Moacyr Castro

Crônicas, reportagens e entrevistas.

1998Crônicas

Dois bandidos para viagem

Diz a nossa Dalen Jacomino que os campineiros não podem mais ir aos restaurantes, porque os bandidos não deixam. A solução é comida caseira ou “disque-qualquer coisa”.

Dalen, aceita uma sugestão? Uma reportagem mostrando aonde o campineiro pode ir, sem ser ameaçado por marginais. Acredito que a lista de dicas ocupará o jornal inteiro e o leitor concluirá que não deve ir a lugar algum, porque vive numa terra de ninguém. Outra recomendação que precisa acompanhar as indicações: “Vá armado e de braço dado com dois soldados”.

Pelo relato da Dalen, nem o “disque-qualquer coisa” é seguro, porque os assaltantes deram de atacar, também, os entregadores. Esses coitados, além da gorjeta, exigirão do comprador faminto pagamento da “taxa de risco”. Mais um pouco e veremos os entregadores trocando suas motos e bicicletas por tanques blindados, para entregar uma simples pizza no prédio da esquina. Mais: a refeição será entregue se o freguês permitir dividí-la com o marginal; caso contrário, terá a marmita envenenada. Aguarde: em breve, só levarão pratos em sua casa se você aceitar a presença do bandido à sua mesa. Não seria um belo programa de fim de noite para você e sua família? O que acontecerá depois da visita desse “convidado” inesperado fica por conta de sua imaginação: drama ou aventura?

Não é exagero. Há vinte anos, você imaginaria não ir a um restaurante ou não pedir comida em casa por causa de bandidos? Naquele tempo, que já não era bom, havia menos marginais e mais policiais. Hoje, da forma como certos policiais agem e, muitas vezes, nem agem, fica difícil saber quem é quem nas ruas.

Seria cômico não fosse trágico, como dizia a avó de não sei quem. Há uns dez anos, me diverti muito com uma cena promovida por um entregador de pizza, o gerente da pizzaria, três policiais militares, dois “filhinhos de papai” e um delegado de polícia. Aconteceu na frente do meu prédio, perto das 11 da noite. Assistia a tudo da sacada, até que pediram minha ajuda.

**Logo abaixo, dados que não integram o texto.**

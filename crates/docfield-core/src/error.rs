//! Error types for the docfield-core library.
//!
//! Field extraction itself is total and never fails; these errors only
//! cover the edges around it (tags, configuration, OCR payloads, I/O).

use thiserror::Error;

/// Main error type for the docfield library.
#[derive(Error, Debug)]
pub enum DocfieldError {
    /// A document-type tag that names none of the supported kinds.
    #[error("unknown document type: {0}")]
    UnknownDocType(String),

    /// The cached OCR provider response could not be decoded.
    #[error("invalid OCR payload: {0}")]
    OcrPayload(#[from] serde_json::Error),

    /// I/O error.
    #[error("I/O error: {0}")]
    Io(#[from] std::io::Error),

    /// Configuration error.
    #[error("configuration error: {0}")]
    Config(String),
}

/// Result type for the docfield library.
pub type Result<T> = std::result::Result<T, DocfieldError>;
//! Reusable value recognizers: dates and the machine-readable zone.

pub mod dates;
pub mod mrz;

pub use dates::{ddmmyy_from_iso, first_date, parse_dates, parse_dates_iso, strip_dates, DateExtractor};
pub use mrz::{check_digit, MrzBlock, MrzExtractor, MrzFields};

/// Trait for field extractors.
pub trait FieldExtractor {
    /// The type of value this extractor produces.
    type Output;

    /// Extract the field from text.
    fn extract(&self, text: &str) -> Option<Self::Output>;

    /// Extract all occurrences of the field.
    fn extract_all(&self, text: &str) -> Vec<Self::Output>;
}

/// A recognized value and where it came from.
#[derive(Debug, Clone)]
pub struct ExtractionMatch<T> {
    /// Extracted value.
    pub value: T,
    /// Position in source text (byte offsets).
    pub position: Option<(usize, usize)>,
    /// Source text that was matched.
    pub source: String,
}

impl<T> ExtractionMatch<T> {
    pub fn new(value: T, source: impl Into<String>) -> Self {
        Self {
            value,
            position: None,
            source: source.into(),
        }
    }

    pub fn with_position(mut self, start: usize, end: usize) -> Self {
        self.position = Some((start, end));
        self
    }
}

O entregador de pizzas vinha com uma pilha em direção a um apartamento vizinho. Na esquina, aqueles dois “filhinhos de papai”, que nunca têm nada para fazer na vida, decidiram dar um susto no pobre do entregador. Desceram do carro correndo e, com um revólver de brinquedo, “ameaçaram” o rapaz. Foi perto da pizzaria e o gerente viu tudo. Chamou a polícia e, em dois minutos, a “viatura” chegou. Flagrante: algemaram os vagabundos na hora.

O gerente reconheceu os rapazes, filhos de “gente bem” do bairro, e pediu que relaxassem a prisão. Entre ficar de mal com os ricos e a humilhação por que passava seu entregador, preferiu a alternativa mais safada. Você decide.

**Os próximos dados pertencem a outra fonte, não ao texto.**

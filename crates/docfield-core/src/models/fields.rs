//! Structured field records.
//!
//! Each document kind has a record with one optional string per canonical
//! field, so a field name is spelled exactly once. Records serialize with
//! every key present (`null` when unresolved).

use serde::{Deserialize, Serialize};

/// Declare a record of optional string fields with wire names.
macro_rules! field_record {
    (
        $(#[$meta:meta])*
        $name:ident { $($field:ident => $key:literal),+ $(,)? }
    ) => {
        $(#[$meta])*
        #[derive(Debug, Clone, Default, PartialEq, Eq, Serialize, Deserialize)]
        pub struct $name {
            $(
                #[serde(rename = $key)]
                pub $field: Option<String>,
            )+
        }

        impl $name {
            /// Canonical field names, in output order.
            pub const FIELDS: &'static [&'static str] = &[$($key),+];

            /// Value of a field by canonical name.
            pub fn get(&self, key: &str) -> Option<&str> {
                match key {
                    $($key => self.$field.as_deref(),)+
                    _ => None,
                }
            }

            /// Set a field by canonical name. Unknown names are ignored and
            /// reported as `false`.
            pub fn set(&mut self, key: &str, value: Option<String>) -> bool {
                match key {
                    $($key => {
                        self.$field = value;
                        true
                    })+
                    _ => false,
                }
            }

            /// `(name, value)` for every field, in output order.
            pub fn entries(&self) -> Vec<(&'static str, Option<&str>)> {
                vec![$(($key, self.$field.as_deref())),+]
            }

            /// Visit every field mutably.
            pub fn for_each_mut(&mut self, mut f: impl FnMut(&'static str, &mut Option<String>)) {
                $(f($key, &mut self.$field);)+
            }

            /// Build from `(name, value)` pairs, keeping only known names.
            pub fn from_entries<'a>(
                entries: impl IntoIterator<Item = (&'a str, Option<&'a str>)>,
            ) -> Self {
                let mut out = Self::default();
                for (key, value) in entries {
                    out.set(key, value.map(str::to_string));
                }
                out
            }
        }
    };
}

field_record! {
    /// New-format ID card, front side.
    IdFrontFields {
        full_name => "full_name",
        sex => "sex",
        nationality => "nationality",
        birth_date => "birth_date",
        expiry_date => "expiry_date",
    }
}

field_record! {
    /// New-format ID card, back side.
    IdBackFields {
        full_name => "full_name",
        birth_date => "birth_date",
        birth_place => "birth_place",
        birth_name => "birth_name",
        mothers_name => "mothers_name",
        origin_place => "origin_place",
        issuing_authority => "issuing_authority",
    }
}

field_record! {
    /// Old-format ID card, front side.
    IdOldFrontFields {
        full_name => "full_name",
        expiry_date => "expiry_date",
    }
}

field_record! {
    /// Old-format ID card, back side.
    IdOldBackFields {
        birth_name => "birth_name",
        birth_place => "birth_place",
        birth_date => "birth_date",
        sex => "sex",
        nationality => "nationality",
        mothers_name => "mothers_name",
        issuing_authority => "issuing_authority",
    }
}

field_record! {
    /// EU driving licence.
    DrivingLicenseFields {
        full_name => "full_name",
        birth_date => "birth_date",
        birth_place => "birth_place",
        issue_date => "issue_date",
        expiry_date => "expiry_date",
        issuing_authority => "issuing_authority",
    }
}

field_record! {
    /// Address card (lakcímkártya).
    AddressCardFields {
        full_name => "full_name",
        birth_place => "birth_place",
        birth_date => "birth_date",
        mothers_name => "mothers_name",
        permanent_address => "permanent_address",
        permanent_reporting_time => "permanent_reporting_time",
        temporary_address => "temporary_address",
        temporary_reporting_time => "temporary_reporting_time",
        temporary_validity => "temporary_validity",
        issuing_authority => "issuing_authority",
        issue_date => "issue_date",
    }
}

field_record! {
    /// Passport data page.
    PassportFields {
        country_code => "country_code",
        full_name => "full_name",
        birth_name => "birth_name",
        sex => "sex",
        nationality => "nationality",
        birth_date => "birth_date",
        birth_place => "birth_place",
        issue_date => "issue_date",
        expiry_date => "expiry_date",
        issuing_authority => "issuing_authority",
    }
}

field_record! {
    /// EU certificate of conformity, mapped onto registration codes.
    CocFields {
        make => "D.1",
        vehicle_type => "D.2",
        commercial_name => "D.3",
        vin => "E",
        max_laden_mass => "F.1",
        mass_in_running_order => "G",
        category => "J",
        engine_capacity => "P.1",
        max_net_power => "P.2",
        fuel => "P.3",
        colour => "R",
        seats => "S.1",
    }
}

field_record! {
    /// Unified personal payload.
    PersonalData {
        full_name => "full_name",
        birth_date => "birth_date",
        birth_place => "birth_place",
        birth_name => "birth_name",
        sex => "sex",
        nationality => "nationality",
        issuing_authority => "issuing_authority",
        issue_date => "issue_date",
        expiry_date => "expiry_date",
        mothers_name => "mothers_name",
        permanent_address => "permanent_address",
        permanent_reporting_time => "permanent_reporting_time",
        temporary_address => "temporary_address",
        temporary_reporting_time => "temporary_reporting_time",
        temporary_validity => "temporary_validity",
        country_code => "country_code",
        origin_place => "origin_place",
    }
}

field_record! {
    /// Unified vehicle payload, keyed by registration certificate codes.
    VehicleData {
        plate => "A",
        first_registration => "B",
        make => "D.1",
        vehicle_type => "D.2",
        commercial_name => "D.3",
        vin => "E",
        max_laden_mass => "F.1",
        mass_in_running_order => "G",
        validity => "H",
        registration_date => "I",
        category => "J",
        type_approval => "K",
        towable_mass => "O",
        engine_capacity => "P.1",
        max_net_power => "P.2",
        fuel => "P.3",
        engine_code => "P.5",
        power_weight_ratio => "Q",
        colour => "R",
        seats => "S.1",
        standing_places => "S.2",
        environmental_class => "V.9",
        manufacture_year => "manufacture_year",
        gearbox_type => "gearbox_type",
    }
}

/// The registration certificate carries exactly the vehicle payload codes.
pub type RegistrationFields = VehicleData;

/// Field record of one document kind.
#[derive(Debug, Clone, PartialEq, Eq, Serialize)]
#[serde(untagged)]
pub enum DocumentFields {
    IdFront(IdFrontFields),
    IdBack(IdBackFields),
    IdOldFront(IdOldFrontFields),
    IdOldBack(IdOldBackFields),
    DrivingLicense(DrivingLicenseFields),
    AddressCard(AddressCardFields),
    Passport(PassportFields),
    Registration(RegistrationFields),
    Coc(CocFields),
}

macro_rules! each_record {
    ($self:expr, $rec:ident => $body:expr) => {
        match $self {
            DocumentFields::IdFront($rec) => $body,
            DocumentFields::IdBack($rec) => $body,
            DocumentFields::IdOldFront($rec) => $body,
            DocumentFields::IdOldBack($rec) => $body,
            DocumentFields::DrivingLicense($rec) => $body,
            DocumentFields::AddressCard($rec) => $body,
            DocumentFields::Passport($rec) => $body,
            DocumentFields::Registration($rec) => $body,
            DocumentFields::Coc($rec) => $body,
        }
    };
}

impl DocumentFields {
    pub fn entries(&self) -> Vec<(&'static str, Option<&str>)> {
        each_record!(self, rec => rec.entries())
    }

    pub fn get(&self, key: &str) -> Option<&str> {
        each_record!(self, rec => rec.get(key))
    }

    pub fn for_each_mut(&mut self, f: impl FnMut(&'static str, &mut Option<String>)) {
        each_record!(self, rec => rec.for_each_mut(f))
    }

    /// Names of the fields that hold a value.
    pub fn populated(&self) -> Vec<&'static str> {
        self.entries()
            .into_iter()
            .filter_map(|(key, value)| value.map(|_| key))
            .collect()
    }

    /// Names of the fields left unresolved.
    pub fn missing(&self) -> Vec<&'static str> {
        self.entries()
            .into_iter()
            .filter_map(|(key, value)| value.is_none().then_some(key))
            .collect()
    }
}

#[cfg(test)]
mod tests {
    use super::*;
    use pretty_assertions::assert_eq;

    #[test]
    fn test_record_serializes_every_key() {
        let rec = IdOldFrontFields {
            full_name: Some("KOVÁCS JÁNOS".into()),
            expiry_date: None,
        };
        let json = serde_json::to_value(&rec).unwrap();
        assert_eq!(
            json,
            serde_json::json!({"full_name": "KOVÁCS JÁNOS", "expiry_date": null})
        );
    }

    #[test]
    fn test_vehicle_wire_names() {
        assert_eq!(VehicleData::FIELDS.len(), 24);
        assert_eq!(VehicleData::FIELDS[2], "D.1");
        let mut data = VehicleData::default();
        assert!(data.set("V.9", Some("EURO 6".into())));
        assert!(!data.set("brith_name", Some("x".into())));
        assert_eq!(data.environmental_class.as_deref(), Some("EURO 6"));
        assert_eq!(data.get("V.9"), Some("EURO 6"));
    }

    #[test]
    fn test_personal_keys() {
        assert_eq!(PersonalData::FIELDS.len(), 17);
        assert!(PersonalData::FIELDS.contains(&"origin_place"));
    }

    #[test]
    fn test_from_entries_drops_unknown() {
        let data = PersonalData::from_entries([
            ("full_name", Some("A B")),
            ("document_number", Some("123456AB")),
        ]);
        assert_eq!(data.full_name.as_deref(), Some("A B"));
        assert_eq!(data.entries().len(), PersonalData::FIELDS.len());
    }

    #[test]
    fn test_document_fields_missing() {
        let fields = DocumentFields::IdOldFront(IdOldFrontFields {
            full_name: Some("X".into()),
            expiry_date: None,
        });
        assert_eq!(fields.populated(), vec!["full_name"]);
        assert_eq!(fields.missing(), vec!["expiry_date"]);
    }
}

Só… que, só que…. a chave do guarda emperrou e quebrou na hora de abrir a primeira algema. “A outra, só na delegacia; e como é que agente vai explicar para o delegado que fizemos um flagrante vítimas de uma brincadeira?”. Para não aumentar o escândalo, me pediram para testemunhar o “equívoco”. Concordei, desde que todos fossem para o distrito e eu avisaria o seu dotô por telefone. Avisei: “Doutor, estão chegando aí um gerente de pizzaria, um entregador, três policiais e dois bandidos para viagem. Quer minha opinião? Solte o entregador e ponha o resto no xadrez. Eles merecem”.